**ASSIGNMENT**
Please transcribe each of the records exactly as given.
*** Opening RECORDS TO USE ***
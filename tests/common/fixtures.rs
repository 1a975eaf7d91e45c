//! Mock remote repository fixtures.
//!
//! Builds a wiremock server that behaves like a small repository service:
//! paginated listing endpoint plus one content endpoint per asset.

use std::path::Path;
use std::time::Duration;

use artifact_mirror::{Config, RetryConfig};
use wiremock::matchers::{method, path, query_param, query_param_is_missing};
use wiremock::{Mock, MockServer, ResponseTemplate};

/// One asset the fixture repository serves
#[derive(Clone, Debug)]
pub struct FixtureAsset {
    pub id: String,
    pub path: String,
    pub content: Vec<u8>,
}

impl FixtureAsset {
    pub fn new(id: &str, asset_path: &str, content: impl Into<Vec<u8>>) -> Self {
        Self {
            id: id.to_string(),
            path: asset_path.to_string(),
            content: content.into(),
        }
    }
}

/// Generate `count` small distinct assets under a common prefix
pub fn generated_assets(prefix: &str, count: usize) -> Vec<FixtureAsset> {
    (0..count)
        .map(|i| {
            FixtureAsset::new(
                &format!("{prefix}-{i}"),
                &format!("{prefix}/dir{}/file-{i}.bin", i % 7),
                format!("{prefix} content {i}").into_bytes(),
            )
        })
        .collect()
}

pub fn sha1_hex(content: &[u8]) -> String {
    use sha1::{Digest, Sha1};
    let mut hasher = Sha1::new();
    hasher.update(content);
    hex::encode(hasher.finalize())
}

fn asset_json(server_uri: &str, repo: &str, asset: &FixtureAsset) -> serde_json::Value {
    serde_json::json!({
        "id": asset.id,
        "path": asset.path,
        "downloadUrl": format!("{server_uri}/repository/{repo}/{}", asset.path),
        "repository": repo,
        "format": "raw",
        "checksum": {"sha1": sha1_hex(&asset.content)}
    })
}

/// Mount a repository on the server: paginated listing plus content routes
///
/// Pages are chained with cursors `page-1`, `page-2`, ... so pagination is
/// exercised whenever `assets.len() > page_size`.
pub async fn mount_repository(
    server: &MockServer,
    repo: &str,
    assets: &[FixtureAsset],
    page_size: usize,
) {
    let uri = server.uri();
    let chunks: Vec<&[FixtureAsset]> = if assets.is_empty() {
        vec![&[]]
    } else {
        assets.chunks(page_size.max(1)).collect()
    };
    let last = chunks.len() - 1;

    for (index, chunk) in chunks.iter().enumerate() {
        let items: Vec<serde_json::Value> =
            chunk.iter().map(|a| asset_json(&uri, repo, a)).collect();
        let next = if index < last {
            Some(format!("page-{}", index + 1))
        } else {
            None
        };
        let body = serde_json::json!({"items": items, "continuationToken": next});

        let mock = Mock::given(method("GET"))
            .and(path("/service/rest/v1/assets"))
            .and(query_param("repository", repo));
        let mock = if index == 0 {
            mock.and(query_param_is_missing("continuationToken"))
        } else {
            mock.and(query_param("continuationToken", format!("page-{index}")))
        };
        mock.respond_with(ResponseTemplate::new(200).set_body_json(body))
            .mount(server)
            .await;
    }

    for asset in assets {
        Mock::given(method("GET"))
            .and(path(format!("/repository/{repo}/{}", asset.path)))
            .respond_with(ResponseTemplate::new(200).set_body_bytes(asset.content.clone()))
            .mount(server)
            .await;
    }
}

/// Mount the repository-list endpoint
pub async fn mount_repository_list(server: &MockServer, repos: &[(&str, &str, bool)]) {
    let body: Vec<serde_json::Value> = repos
        .iter()
        .map(|(name, repo_type, online)| {
            serde_json::json!({
                "name": name,
                "format": "raw",
                "type": repo_type,
                "online": online
            })
        })
        .collect();
    Mock::given(method("GET"))
        .and(path("/service/rest/v1/repositories"))
        .respond_with(ResponseTemplate::new(200).set_body_json(body))
        .mount(server)
        .await;
}

/// Config tuned for tests: tight poll cadence, millisecond retry delays
pub fn test_config(server: &MockServer, output_dir: &Path) -> Config {
    let mut config = Config::new(server.uri(), output_dir);
    config.export.poll_interval = Duration::from_millis(20);
    config.listing_retry = RetryConfig {
        max_attempts: 3,
        initial_delay: Duration::from_millis(10),
        max_delay: Duration::from_millis(50),
        backoff_multiplier: 2.0,
        jitter: false,
    };
    config.download_retry = RetryConfig {
        max_attempts: 2,
        initial_delay: Duration::from_millis(5),
        max_delay: Duration::from_millis(20),
        backoff_multiplier: 2.0,
        jitter: false,
    };
    config
}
*** Closing RECORDS TO USE ***
**ANSWER BOX**
filename tests/common/fixtures.rs
repository 1a975eaf7d91e45c
//! Mock remote repository fixtures.
//!
//! Builds a wiremock server that behaves like a small repository service:
//! paginated listing endpoint plus one content endpoint per asset.

use std::path::Path;
use std::time::Duration;

use artifact_mirror::{Config, RetryConfig};
use wiremock::matchers::{method, path, query_param, query_param_is_missing};
use wiremock::{Mock, MockServer, ResponseTemplate};

/// One asset the fixture repository serves
#[derive(Clone, Debug)]
pub struct FixtureAsset {
    pub id: String,
    pub path: String,
    pub content: Vec<u8>,
}

impl FixtureAsset {
    pub fn new(id: &str, asset_path: &str, content: impl Into<Vec<u8>>) -> Self {
        Self {
            id: id.to_string(),
            path: asset_path.to_string(),
            content: content.into(),
        }
    }
}

/// Generate `count` small distinct assets under a common prefix
pub fn generated_assets(prefix: &str, count: usize) -> Vec<FixtureAsset> {
    (0..count)
        .map(|i| {
            FixtureAsset::new(
                &format!("{prefix}-{i}"),
                &format!("{prefix}/dir{}/file-{i}.bin", i % 7),
                format!("{prefix} content {i}").into_bytes(),
            )
        })
        .collect()
}

pub fn sha1_hex(content: &[u8]) -> String {
    use sha1::{Digest, Sha1};
    let mut hasher = Sha1::new();
    hasher.update(content);
    hex::encode(hasher.finalize())
}

fn asset_json(server_uri: &str, repo: &str, asset: &FixtureAsset) -> serde_json::Value {
    serde_json::json!({
        "id": asset.id,
        "path": asset.path,
        "downloadUrl": format!("{server_uri}/repository/{repo}/{}", asset.path),
        "repository": repo,
        "format": "raw",
        "checksum": {"sha1": sha1_hex(&asset.content)}
    })
}

/// Mount a repository on the server: paginated listing plus content routes
///
/// Pages are chained with cursors `page-1`, `page-2`, ... so pagination is
/// exercised whenever `assets.len() > page_size`.
pub async fn mount_repository(
    server: &MockServer,
    repo: &str,
    assets: &[FixtureAsset],
    page_size: usize,
) {
    let uri = server.uri();
    let chunks: Vec<&[FixtureAsset]> = if assets.is_empty() {
        vec![&[]]
    } else {
        assets.chunks(page_size.max(1)).collect()
    };
    let last = chunks.len() - 1;

    for (index, chunk) in chunks.iter().enumerate() {
        let items: Vec<serde_json::Value> =
            chunk.iter().map(|a| asset_json(&uri, repo, a)).collect();
        let next = if index < last {
            Some(format!("page-{}", index + 1))
        } else {
            None
        };
        let body = serde_json::json!({"items": items, "continuationToken": next});

        let mock = Mock::given(method("GET"))
            .and(path("/service/rest/v1/assets"))
            .and(query_param("repository", repo));
        let mock = if index == 0 {
            mock.and(query_param_is_missing("continuationToken"))
        } else {
            mock.and(query_param("continuationToken", format!("page-{index}")))
        };
        mock.respond_with(ResponseTemplate::new(200).set_body_json(body))
            .mount(server)
            .await;
    }

    for asset in assets {
        Mock::given(method("GET"))
            .and(path(format!("/repository/{repo}/{}", asset.path)))
            .respond_with(ResponseTemplate::new(200).set_body_bytes(asset.content.clone()))
            .mount(server)
            .await;
    }
}

/// Mount the repository-list endpoint
pub async fn mount_repository_list(server: &MockServer, repos: &[(&str, &str, bool)]) {
    let body: Vec<serde_json::Value> = repos
        .iter()
        .map(|(name, repo_type, online)| {
            serde_json::json!({
                "name": name,
                "format": "raw",
                "type": repo_type,
                "online": online
            })
        })
        .collect();
    Mock::given(method("GET"))
        .and(path("/service/rest/v1/repositories"))
        .respond_with(ResponseTemplate::new(200).set_body_json(body))
        .mount(server)
        .await;
}

/// Config tuned for tests: tight poll cadence, millisecond retry delays
pub fn test_config(server: &MockServer, output_dir: &Path) -> Config {
    let mut config = Config::new(server.uri(), output_dir);
    config.export.poll_interval = Duration::from_millis(20);
    config.listing_retry = RetryConfig {
        max_attempts: 3,
        initial_delay: Duration::from_millis(10),
        max_delay: Duration::from_millis(50),
        backoff_multiplier: 2.0,
        jitter: false,
    };
    config.download_retry = RetryConfig {
        max_attempts: 2,
        initial_delay: Duration::from_millis(5),
        max_delay: Duration::from_millis(20),
        backoff_multiplier: 2.0,
        jitter: false,
    };
    config
}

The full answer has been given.